Brett kicked at the gun in Dan’s hand, sending it skittering as Kirby stepped in with a dish towel to trap the kitten.

She pried the cat loose and Brett hauled Dan up by his shoulders, prepared to level him with a knockout punch if that’s what it took to keep him from doing any more harm. To them or himself.

Dan took a swing at Brett, but at that point he was pretty easy to subdue.

When Thad arrived seconds later, Brett had Dan face to the wall, arm pinned behind his back. Dan was sobbing, completely broken. And Brett’s heart was breaking as well.

Thad stepped in, and though Brett instinctively moved forward to protect Dan, despite what had happened there that night, Thad quietly but firmly told him to step back and then clear the room once the reinforcements had come into the house as well.

“I’ve got it from here,” he told him.

“He’s…not well,” Brett said, not knowing what else to say. “Don’t—just—he’s done, okay? You don’t have to—”

“We’ve got it under control,” Thad reassured him, still stern, but clearly signaling with the stern set to his face that Brett needed to move back.

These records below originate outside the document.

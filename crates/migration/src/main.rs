use sea_orm::Database;
use sea_orm_migration::prelude::*;

#[tokio::main]
async fn main() -> Result<(), Box<dyn std::error::Error + Send + Sync>> {
    let mut args = std::env::args().skip(1);
    let cmd = args.next().unwrap_or_else(|| "up".to_string());

    let db_url = std::env::var("DATABASE_URL")
        .unwrap_or_else(|_| "sqlite:./quaderno.db?mode=rwc".to_string());

    let db = Database::connect(&db_url).await?;

    match cmd.as_str() {
        "up" => migration::Migrator::up(&db, None).await?,
        "down" => migration::Migrator::down(&db, None).await?,
        "fresh" => migration::Migrator::fresh(&db).await?,
        "status" => {
            migration::Migrator::status(&db).await?;
        }
        _ => {
            eprintln!("Usage: cargo run -p migration -- [up|down|fresh|status]");
            std::process::exit(2);
        }
    }

    Ok(())
}
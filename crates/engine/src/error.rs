//! The module contains the error the engine can throw.
//!
//! The errors are:
//!
//! - [`KeyNotFound`] thrown when an item is not found.
//! - [`Inconsistent`] thrown when the in-memory order cache and the store
//!   disagree about a reorder range.
//!
//!  [`KeyNotFound`]: EngineError::KeyNotFound
//!  [`Inconsistent`]: EngineError::Inconsistent
use sea_orm::DbErr;
use thiserror::Error;

/// Engine custom errors.
#[derive(Error, Debug)]
pub enum EngineError {
    #[error("\"{0}\" key not found!")]
    KeyNotFound(String),
    #[error("\"{0}\" already present!")]
    ExistingKey(String),
    #[error("Invalid name: {0}")]
    InvalidName(String),
    #[error("\"{0}\" is still referenced by expense items")]
    InUse(String),
    #[error("order cache out of sync with store: {0}")]
    Inconsistent(String),
    #[error(transparent)]
    Database(#[from] DbErr),
    #[error(transparent)]
    Io(#[from] std::io::Error),
    #[error(transparent)]
    Csv(#[from] csv::Error),
}

impl PartialEq for EngineError {
    fn eq(&self, other: &Self) -> bool {
        match (self, other) {
            (Self::KeyNotFound(a), Self::KeyNotFound(b)) => a == b,
            (Self::ExistingKey(a), Self::ExistingKey(b)) => a == b,
            (Self::InvalidName(a), Self::InvalidName(b)) => a == b,
            (Self::InUse(a), Self::InUse(b)) => a == b,
            (Self::Inconsistent(a), Self::Inconsistent(b)) => a == b,
            (Self::Database(a), Self::Database(b)) => a.to_string() == b.to_string(),
            (Self::Io(a), Self::Io(b)) => a.kind() == b.kind(),
            (Self::Csv(a), Self::Csv(b)) => a.to_string() == b.to_string(),
            _ => false,
        }
    }
}
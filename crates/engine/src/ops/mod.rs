use crate::{EngineError, ResultEngine};

pub(crate) mod expenses;
pub(crate) mod taxonomy;

/// Run a block inside a DB transaction, committing on success and rolling back on error.
macro_rules! with_tx {
    ($self:expr, |$tx:ident| $body:expr) => {{
        let $tx = $self.database.begin().await?;
        let result: crate::ResultEngine<_> = $body;
        match result {
            Ok(value) => {
                $tx.commit().await?;
                Ok(value)
            }
            Err(err) => Err(err),
        }
    }};
}

pub(crate) use with_tx;

fn normalize_required_name(value: &str, label: &str) -> ResultEngine<String> {
    let trimmed = value.trim();
    if trimmed.is_empty() {
        return Err(EngineError::InvalidName(format!(
            "{label} name must not be empty"
        )));
    }
    Ok(trimmed.to_string())
}
//! Sub-categories, ordered by `sequence_no` within their parent category.

use sea_orm::entity::prelude::*;

#[derive(Clone, Debug, PartialEq, Eq, DeriveEntityModel)]
#[sea_orm(table_name = "sub_categories")]
pub struct Model {
    #[sea_orm(primary_key)]
    pub id: i32,
    pub cat_id: i32,
    pub name: String,
    pub sequence_no: i32,
}

#[derive(Copy, Clone, Debug, EnumIter, DeriveRelation)]
pub enum Relation {
    #[sea_orm(
        belongs_to = "super::categories::Entity",
        from = "Column::CatId",
        to = "super::categories::Column::Id",
        on_update = "NoAction",
        on_delete = "Cascade"
    )]
    Category,
}

impl Related<super::categories::Entity> for Entity {
    fn to() -> RelationDef {
        Relation::Category.def()
    }
}

impl ActiveModelBehavior for ActiveModel {}
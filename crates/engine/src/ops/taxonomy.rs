//! Category and sub-category operations: CRUD, seeding and reordering.

use sea_orm::{
    ActiveValue, DatabaseTransaction, QueryFilter, QueryOrder, TransactionTrait, prelude::*,
};

use crate::{
    Engine, EngineError, ResultEngine, categories,
    reorder::{self, SeqEntry},
    sub_categories,
    taxonomy::{Scope, Taxonomy},
};

use super::{normalize_required_name, with_tx};

/// Reference taxonomy installed into a fresh database.
const DEFAULT_TAXONOMY: &[(&str, &[&str])] = &[
    ("Clothes", &["Footwear", "Casual wear", "Formal wear"]),
    ("Food", &["Breakfast", "Lunch", "Dinner", "Snacks"]),
    ("Fuel & Parking", &["Fuel", "Parking", "Toll"]),
    ("Grocery & Household", &["Vegetables", "Provisions", "Appliances"]),
    ("House Maintenance", &["Repairs", "Cleaning"]),
    ("Medicines", &["Consultation", "Pharmacy"]),
    ("Monthly Bill", &["Electricity", "Water", "Phone", "Internet"]),
    ("School", &["Fees", "Books", "Stationery"]),
    ("Vehicle Maintenance", &["Service", "Insurance"]),
];

impl Engine {
    /// Category ids in display order (ascending sequence number).
    pub fn category_ids(&self) -> &[i32] {
        self.taxonomy.category_ids()
    }

    pub fn category_name(&self, category_id: i32) -> Option<&str> {
        self.taxonomy.category_name(category_id)
    }

    /// Sub-category ids of a category in display order, or `None` for an
    /// unknown category.
    pub fn sub_category_ids(&self, category_id: i32) -> Option<&[i32]> {
        self.taxonomy.sub_category_ids(category_id)
    }

    pub fn sub_category_name(&self, sub_category_id: i32) -> Option<&str> {
        self.taxonomy.sub_category_name(sub_category_id)
    }

    pub fn category_name_exists(&self, name: &str) -> bool {
        self.taxonomy.category_name_exists(name.trim())
    }

    pub fn sub_category_name_exists(&self, category_id: i32, name: &str) -> bool {
        self.taxonomy.sub_category_name_exists(category_id, name.trim())
    }

    /// Create a category at the end of the list.
    ///
    /// The new category also gets the placeholder sub-category `<name>`,
    /// so expense entry always has a sub-category to offer; the user can
    /// rename it later.
    pub async fn add_category(&mut self, name: &str) -> ResultEngine<i32> {
        let name = normalize_required_name(name, "category")?;
        if self.taxonomy.category_name_exists(&name) {
            return Err(EngineError::ExistingKey(name));
        }

        let default_sub = format!("<{name}>");
        let (category_id, sub_id) = with_tx!(self, |db_tx| {
            let seq = next_sequence_no(&db_tx, Scope::Categories).await?;
            let category = categories::ActiveModel {
                id: ActiveValue::NotSet,
                name: ActiveValue::Set(name.clone()),
                sequence_no: ActiveValue::Set(seq),
            }
            .insert(&db_tx)
            .await?;

            // First sub-category of a fresh scope.
            let sub = sub_categories::ActiveModel {
                id: ActiveValue::NotSet,
                cat_id: ActiveValue::Set(category.id),
                name: ActiveValue::Set(default_sub.clone()),
                sequence_no: ActiveValue::Set(0),
            }
            .insert(&db_tx)
            .await?;

            Ok((category.id, sub.id))
        })?;

        self.taxonomy.push_category(category_id, name);
        self.taxonomy
            .push_sub_category(category_id, sub_id, default_sub);
        tracing::debug!(category_id, "added category");
        Ok(category_id)
    }

    /// Create a sub-category at the end of its category's list.
    pub async fn add_sub_category(&mut self, category_id: i32, name: &str) -> ResultEngine<i32> {
        let name = normalize_required_name(name, "sub-category")?;
        if !self.taxonomy.contains(Scope::Categories, category_id) {
            return Err(EngineError::KeyNotFound(format!("category {category_id}")));
        }
        if self.taxonomy.sub_category_name_exists(category_id, &name) {
            return Err(EngineError::ExistingKey(name));
        }

        let sub_id = with_tx!(self, |db_tx| {
            let seq = next_sequence_no(&db_tx, Scope::SubCategories { category_id }).await?;
            let sub = sub_categories::ActiveModel {
                id: ActiveValue::NotSet,
                cat_id: ActiveValue::Set(category_id),
                name: ActiveValue::Set(name.clone()),
                sequence_no: ActiveValue::Set(seq),
            }
            .insert(&db_tx)
            .await?;
            Ok(sub.id)
        })?;

        self.taxonomy.push_sub_category(category_id, sub_id, name);
        tracing::debug!(category_id, sub_id, "added sub-category");
        Ok(sub_id)
    }

    pub async fn rename_category(&mut self, category_id: i32, new_name: &str) -> ResultEngine<()> {
        let name = normalize_required_name(new_name, "category")?;
        let current = self
            .taxonomy
            .category_name(category_id)
            .ok_or_else(|| EngineError::KeyNotFound(format!("category {category_id}")))?;
        if current == name {
            return Ok(());
        }
        if self.taxonomy.category_name_exists(&name) {
            return Err(EngineError::ExistingKey(name));
        }

        with_tx!(self, |db_tx| {
            categories::ActiveModel {
                id: ActiveValue::Set(category_id),
                name: ActiveValue::Set(name.clone()),
                ..Default::default()
            }
            .update(&db_tx)
            .await?;
            Ok(())
        })?;

        self.taxonomy.rename_category(category_id, name);
        Ok(())
    }

    pub async fn rename_sub_category(
        &mut self,
        sub_category_id: i32,
        new_name: &str,
    ) -> ResultEngine<()> {
        let name = normalize_required_name(new_name, "sub-category")?;
        let category_id = self
            .taxonomy
            .parent_of_sub_category(sub_category_id)
            .ok_or_else(|| EngineError::KeyNotFound(format!("sub-category {sub_category_id}")))?;
        let current = self
            .taxonomy
            .sub_category_name(sub_category_id)
            .ok_or_else(|| EngineError::KeyNotFound(format!("sub-category {sub_category_id}")))?;
        if current == name {
            return Ok(());
        }
        if self.taxonomy.sub_category_name_exists(category_id, &name) {
            return Err(EngineError::ExistingKey(name));
        }

        with_tx!(self, |db_tx| {
            sub_categories::ActiveModel {
                id: ActiveValue::Set(sub_category_id),
                name: ActiveValue::Set(name.clone()),
                ..Default::default()
            }
            .update(&db_tx)
            .await?;
            Ok(())
        })?;

        self.taxonomy.rename_sub_category(sub_category_id, name);
        Ok(())
    }

    /// Delete a category and all of its sub-categories.
    ///
    /// Refused while any expense still references the category. Remaining
    /// categories keep their sequence numbers: the deleted number becomes
    /// a hole that is never backfilled.
    pub async fn remove_category(&mut self, category_id: i32) -> ResultEngine<()> {
        let name = self
            .taxonomy
            .category_name(category_id)
            .ok_or_else(|| EngineError::KeyNotFound(format!("category {category_id}")))?
            .to_string();
        if self.is_category_used(category_id).await? {
            return Err(EngineError::InUse(name));
        }

        with_tx!(self, |db_tx| {
            sub_categories::Entity::delete_many()
                .filter(sub_categories::Column::CatId.eq(category_id))
                .exec(&db_tx)
                .await?;
            categories::Entity::delete_by_id(category_id)
                .exec(&db_tx)
                .await?;
            Ok(())
        })?;

        self.taxonomy.remove_category(category_id);
        tracing::debug!(category_id, "removed category");
        Ok(())
    }

    /// Delete a sub-category. Refused while any expense references it.
    pub async fn remove_sub_category(
        &mut self,
        category_id: i32,
        sub_category_id: i32,
    ) -> ResultEngine<()> {
        if !self
            .taxonomy
            .contains(Scope::SubCategories { category_id }, sub_category_id)
        {
            return Err(EngineError::KeyNotFound(format!(
                "sub-category {sub_category_id} in category {category_id}"
            )));
        }
        if self.is_sub_category_used(sub_category_id).await? {
            let name = self
                .taxonomy
                .sub_category_name(sub_category_id)
                .unwrap_or_default()
                .to_string();
            return Err(EngineError::InUse(name));
        }

        with_tx!(self, |db_tx| {
            sub_categories::Entity::delete_by_id(sub_category_id)
                .exec(&db_tx)
                .await?;
            Ok(())
        })?;

        self.taxonomy.remove_sub_category(category_id, sub_category_id);
        tracing::debug!(category_id, sub_category_id, "removed sub-category");
        Ok(())
    }

    /// Move a category to the rank currently held by another category.
    ///
    /// `forward` must be true iff `to_id` currently sits at a larger
    /// sequence number than `from_id` (the item moves down the list). The
    /// caller derives the flag from its own view of the order, typically
    /// by comparing indices in [`Engine::category_ids`].
    pub async fn reorder_category(
        &mut self,
        from_id: i32,
        to_id: i32,
        forward: bool,
    ) -> ResultEngine<()> {
        self.reorder_within(Scope::Categories, from_id, to_id, forward)
            .await
    }

    /// Move a sub-category within its category, see
    /// [`Engine::reorder_category`].
    pub async fn reorder_sub_category(
        &mut self,
        category_id: i32,
        from_id: i32,
        to_id: i32,
        forward: bool,
    ) -> ResultEngine<()> {
        self.reorder_within(Scope::SubCategories { category_id }, from_id, to_id, forward)
            .await
    }

    async fn reorder_within(
        &mut self,
        scope: Scope,
        from_id: i32,
        to_id: i32,
        forward: bool,
    ) -> ResultEngine<()> {
        if from_id == to_id {
            return Ok(());
        }
        for id in [from_id, to_id] {
            if !self.taxonomy.contains(scope, id) {
                return Err(EngineError::KeyNotFound(format!(
                    "item {id} in {}",
                    scope.describe()
                )));
            }
        }

        // The smaller-sequence endpoint comes first in the fetched range:
        // moving forward that is the item itself, moving backward its
        // destination.
        let (id_a, id_b) = if forward {
            (from_id, to_id)
        } else {
            (to_id, from_id)
        };

        with_tx!(self, |db_tx| {
            let entries = affected_range(&db_tx, scope, id_a, id_b).await?;
            reorder::validate_range(&entries, id_a, id_b)?;
            let moves = reorder::plan_reassignments(&entries, forward);
            tracing::debug!(
                scope = %scope.describe(),
                from_id,
                to_id,
                affected = moves.len(),
                "reordering"
            );
            for (id, seq) in moves {
                set_sequence_no(&db_tx, scope, id, seq).await?;
            }
            Ok(())
        })?;

        // The cache only learns about the move once the store committed,
        // so a failed write never leaves a half-applied order behind.
        self.taxonomy.splice(scope, from_id, to_id)
    }

    /// Install the built-in reference taxonomy into an empty database.
    ///
    /// Returns false without touching the store when categories already
    /// exist.
    pub async fn seed_default_taxonomy(&mut self) -> ResultEngine<bool> {
        if !self.taxonomy.category_ids().is_empty() {
            return Ok(false);
        }

        with_tx!(self, |db_tx| {
            for (cat_seq, (cat_name, sub_names)) in DEFAULT_TAXONOMY.iter().enumerate() {
                let category = categories::ActiveModel {
                    id: ActiveValue::NotSet,
                    name: ActiveValue::Set((*cat_name).to_string()),
                    sequence_no: ActiveValue::Set(cat_seq as i32),
                }
                .insert(&db_tx)
                .await?;

                for (sub_seq, sub_name) in sub_names.iter().enumerate() {
                    sub_categories::ActiveModel {
                        id: ActiveValue::NotSet,
                        cat_id: ActiveValue::Set(category.id),
                        name: ActiveValue::Set((*sub_name).to_string()),
                        sequence_no: ActiveValue::Set(sub_seq as i32),
                    }
                    .insert(&db_tx)
                    .await?;
                }
            }
            Ok(())
        })?;

        self.taxonomy = Taxonomy::load(&self.database).await?;
        tracing::info!("seeded default taxonomy");
        Ok(true)
    }
}
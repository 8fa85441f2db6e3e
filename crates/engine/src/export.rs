//! CSV export of the expense log and raw database backup.

use std::{
    fs,
    io::Write,
    path::{Path, PathBuf},
};

use chrono::Local;
use csv::QuoteStyle;

use crate::{Engine, EngineError, ResultEngine};

pub(crate) const UNKNOWN_CATEGORY: &str = "<Unknown Category>";
pub(crate) const UNKNOWN_SUB_CATEGORY: &str = "<Unknown Sub-Category>";

impl Engine {
    /// Write the whole expense log as CSV, newest entry first.
    ///
    /// Columns: date (MM/DD/YYYY), category, paid by, sub category,
    /// amount, description. Every field is quoted; there is no header
    /// row. Taxonomy ids that no longer resolve render as
    /// `<Unknown Category>` / `<Unknown Sub-Category>` rather than
    /// aborting the export.
    pub async fn write_csv<W: Write>(&self, writer: W) -> ResultEngine<()> {
        let expenses = self.expenses().await?;

        let mut csv_writer = csv::WriterBuilder::new()
            .quote_style(QuoteStyle::Always)
            .from_writer(writer);

        for expense in &expenses {
            let date = expense.date.format("%m/%d/%Y").to_string();
            let amount = expense.amount.to_string();
            let category = self
                .category_name(expense.category_id)
                .unwrap_or(UNKNOWN_CATEGORY);
            let sub_category = self
                .sub_category_name(expense.sub_category_id)
                .unwrap_or(UNKNOWN_SUB_CATEGORY);

            csv_writer.write_record([
                date.as_str(),
                category,
                expense.paid_by.as_str(),
                sub_category,
                amount.as_str(),
                expense.description.as_deref().unwrap_or(""),
            ])?;
        }

        csv_writer.flush()?;
        Ok(())
    }

    /// Export the expense log into `dir` as `ExpenseLog-D-M-YYYY.csv`
    /// (current local date), creating the directory if needed. Returns
    /// the path written.
    pub async fn export_csv(&self, dir: &Path) -> ResultEngine<PathBuf> {
        fs::create_dir_all(dir)?;

        let today = Local::now();
        let file_name = format!("ExpenseLog-{}.csv", today.format("%-d-%-m-%Y"));
        let path = dir.join(file_name);

        let file = fs::File::create(&path)?;
        self.write_csv(file).await?;

        tracing::info!(path = %path.display(), "expense log exported");
        Ok(path)
    }
}

/// Copy the SQLite database file into `dest_dir` for offline analysis,
/// creating the directory if needed. Returns the path of the copy.
pub fn backup_database(db_file: &Path, dest_dir: &Path) -> ResultEngine<PathBuf> {
    if !db_file.is_file() {
        return Err(EngineError::KeyNotFound(db_file.display().to_string()));
    }
    fs::create_dir_all(dest_dir)?;

    let file_name = db_file
        .file_name()
        .ok_or_else(|| EngineError::KeyNotFound(db_file.display().to_string()))?;
    let dest = dest_dir.join(file_name);
    fs::copy(db_file, &dest)?;

    tracing::info!(
        source = %db_file.display(),
        dest = %dest.display(),
        "database backup written"
    );
    Ok(dest)
}
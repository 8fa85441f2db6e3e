use chrono::{TimeZone, Utc};
use sea_orm::{Database, DatabaseConnection};

use engine::{Engine, EngineError, NewExpense};
use migration::MigratorTrait;

async fn engine_with_db() -> (Engine, DatabaseConnection) {
    let db = Database::connect("sqlite::memory:").await.unwrap();
    migration::Migrator::up(&db, None).await.unwrap();
    let engine = Engine::builder().database(db.clone()).build().await.unwrap();
    (engine, db)
}

/// Food (Lunch, Dinner) and Bills (Water), ready for expense entry.
async fn engine_with_taxonomy() -> (Engine, [i32; 5]) {
    let (mut engine, _db) = engine_with_db().await;
    let food = engine.add_category("Food").await.unwrap();
    let bills = engine.add_category("Bills").await.unwrap();
    let lunch = engine.add_sub_category(food, "Lunch").await.unwrap();
    let dinner = engine.add_sub_category(food, "Dinner").await.unwrap();
    let water = engine.add_sub_category(bills, "Water").await.unwrap();
    (engine, [food, bills, lunch, dinner, water])
}

fn expense(category: i32, sub: i32, day: u32, amount: i64) -> NewExpense {
    NewExpense {
        date: Utc.with_ymd_and_hms(2026, 8, day, 0, 0, 0).unwrap(),
        category_id: category,
        sub_category_id: sub,
        paid_by: "alice".to_string(),
        amount,
        description: None,
    }
}

#[tokio::test]
async fn expenses_come_back_newest_first_with_id_as_tiebreak() {
    let (engine, [food, _, lunch, dinner, _]) = engine_with_taxonomy().await;

    let old = engine.add_expense(&expense(food, lunch, 10, 100)).await.unwrap();
    let same_day_a = engine.add_expense(&expense(food, lunch, 20, 200)).await.unwrap();
    let same_day_b = engine.add_expense(&expense(food, dinner, 20, 300)).await.unwrap();

    let listed: Vec<i32> = engine
        .expenses()
        .await
        .unwrap()
        .iter()
        .map(|expense| expense.id)
        .collect();
    assert_eq!(listed, vec![same_day_b.id, same_day_a.id, old.id]);
}

#[tokio::test]
async fn expense_references_are_validated_against_the_taxonomy() {
    let (engine, [food, bills, lunch, _, water]) = engine_with_taxonomy().await;

    let err = engine
        .add_expense(&expense(999, lunch, 10, 100))
        .await
        .unwrap_err();
    assert!(matches!(err, EngineError::KeyNotFound(_)));

    // The sub-category must belong to the given category.
    let err = engine
        .add_expense(&expense(food, water, 10, 100))
        .await
        .unwrap_err();
    assert!(matches!(err, EngineError::KeyNotFound(_)));

    engine.add_expense(&expense(bills, water, 10, 100)).await.unwrap();
}

#[tokio::test]
async fn update_and_delete_report_missing_records() {
    let (engine, [food, _, lunch, dinner, _]) = engine_with_taxonomy().await;

    let mut recorded = engine.add_expense(&expense(food, lunch, 10, 100)).await.unwrap();
    recorded.sub_category_id = dinner;
    recorded.amount = 250;
    engine.update_expense(&recorded).await.unwrap();

    let listed = engine.expenses().await.unwrap();
    assert_eq!(listed, vec![recorded.clone()]);

    let mut missing = recorded.clone();
    missing.id = 999;
    let err = engine.update_expense(&missing).await.unwrap_err();
    assert!(matches!(err, EngineError::KeyNotFound(_)));

    engine.delete_expense(recorded.id).await.unwrap();
    let err = engine.delete_expense(recorded.id).await.unwrap_err();
    assert!(matches!(err, EngineError::KeyNotFound(_)));
}

#[tokio::test]
async fn clearing_the_log_keeps_the_taxonomy() {
    let (engine, [food, _, lunch, _, _]) = engine_with_taxonomy().await;
    engine.add_expense(&expense(food, lunch, 10, 100)).await.unwrap();
    engine.add_expense(&expense(food, lunch, 11, 200)).await.unwrap();

    assert_eq!(engine.delete_all_expenses().await.unwrap(), 2);
    assert!(engine.expenses().await.unwrap().is_empty());
    assert_eq!(engine.category_name(food), Some("Food"));
}

#[tokio::test]
async fn report_aggregates_per_category_sorted_by_total() {
    let (engine, [food, bills, lunch, dinner, water]) = engine_with_taxonomy().await;

    engine.add_expense(&expense(food, lunch, 10, 300)).await.unwrap();
    engine.add_expense(&expense(food, dinner, 11, 100)).await.unwrap();
    engine.add_expense(&expense(bills, water, 12, 150)).await.unwrap();

    let report = engine.report().await.unwrap();
    assert_eq!(report.total, 550);

    // Ascending by amount on both levels.
    assert_eq!(report.categories.len(), 2);
    assert_eq!(report.categories[0].name, "Bills");
    assert_eq!(report.categories[0].total, 150);
    assert_eq!(report.categories[1].name, "Food");
    assert_eq!(report.categories[1].total, 400);

    let food_subs = &report.categories[1].sub_categories;
    assert_eq!(food_subs[0].name, "Dinner");
    assert_eq!(food_subs[0].total, 100);
    assert_eq!(food_subs[1].name, "Lunch");
    assert_eq!(food_subs[1].total, 300);
}

#[tokio::test]
async fn csv_export_quotes_every_field_and_has_no_header() {
    let (engine, [food, _, lunch, _, _]) = engine_with_taxonomy().await;

    let mut with_note = expense(food, lunch, 25, 1250);
    with_note.description = Some("coffee".to_string());
    engine.add_expense(&with_note).await.unwrap();
    engine.add_expense(&expense(food, lunch, 26, 80)).await.unwrap();

    let mut buffer = Vec::new();
    engine.write_csv(&mut buffer).await.unwrap();

    let written = String::from_utf8(buffer).unwrap();
    assert_eq!(
        written,
        "\"08/26/2026\",\"Food\",\"alice\",\"Lunch\",\"80\",\"\"\n\
         \"08/25/2026\",\"Food\",\"alice\",\"Lunch\",\"1250\",\"coffee\"\n"
    );
}

#[tokio::test]
async fn backup_copies_the_database_file() {
    let root = std::path::PathBuf::from(env!("CARGO_MANIFEST_DIR")).join("../../target/test_dbs");
    std::fs::create_dir_all(&root).unwrap();

    let db_path = root.join("backup_source.db");
    let _ = std::fs::remove_file(&db_path);
    let url = format!("sqlite:{}?mode=rwc", db_path.display());

    let db = Database::connect(&url).await.unwrap();
    migration::Migrator::up(&db, None).await.unwrap();
    let mut engine = Engine::builder().database(db).build().await.unwrap();
    engine.add_category("Food").await.unwrap();

    let dest_dir = root.join("backup_dest");
    let copied = engine::backup_database(&db_path, &dest_dir).unwrap();
    assert!(copied.is_file());
    assert_eq!(copied.file_name(), db_path.file_name());

    let missing = root.join("no_such.db");
    let err = engine::backup_database(&missing, &dest_dir).unwrap_err();
    assert!(matches!(err, EngineError::KeyNotFound(_)));
}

Brett did, and he felt what was left of his heart shatter as they cuffed Dan and took him outside to the squad car. Another officer retrieved the gun. Several others stayed behind to ask questions. Kirby was still cradling the bundled cat.

Brett took the towel and went out back on the porch and to the backyard. He crouched down and carefully opened the bundle. The kitten tumbled out, then arched her back and hissed once she was free. “Thanks for the assist, hellion,” he said as the kitten continued to yowl. “We’re even. Now git before you get impounded as evidence or something.” He watched the kitten take off back up the hill, hopefully toward home.

When he turned back around, Kirby was standing in the doorway, arms folded protectively against her middle. Her face was expressionless, but he could hardly blame her for being numb. He wished he was, too.

“I’m so sorry,” she said as he climbed the steps and came back on the porch.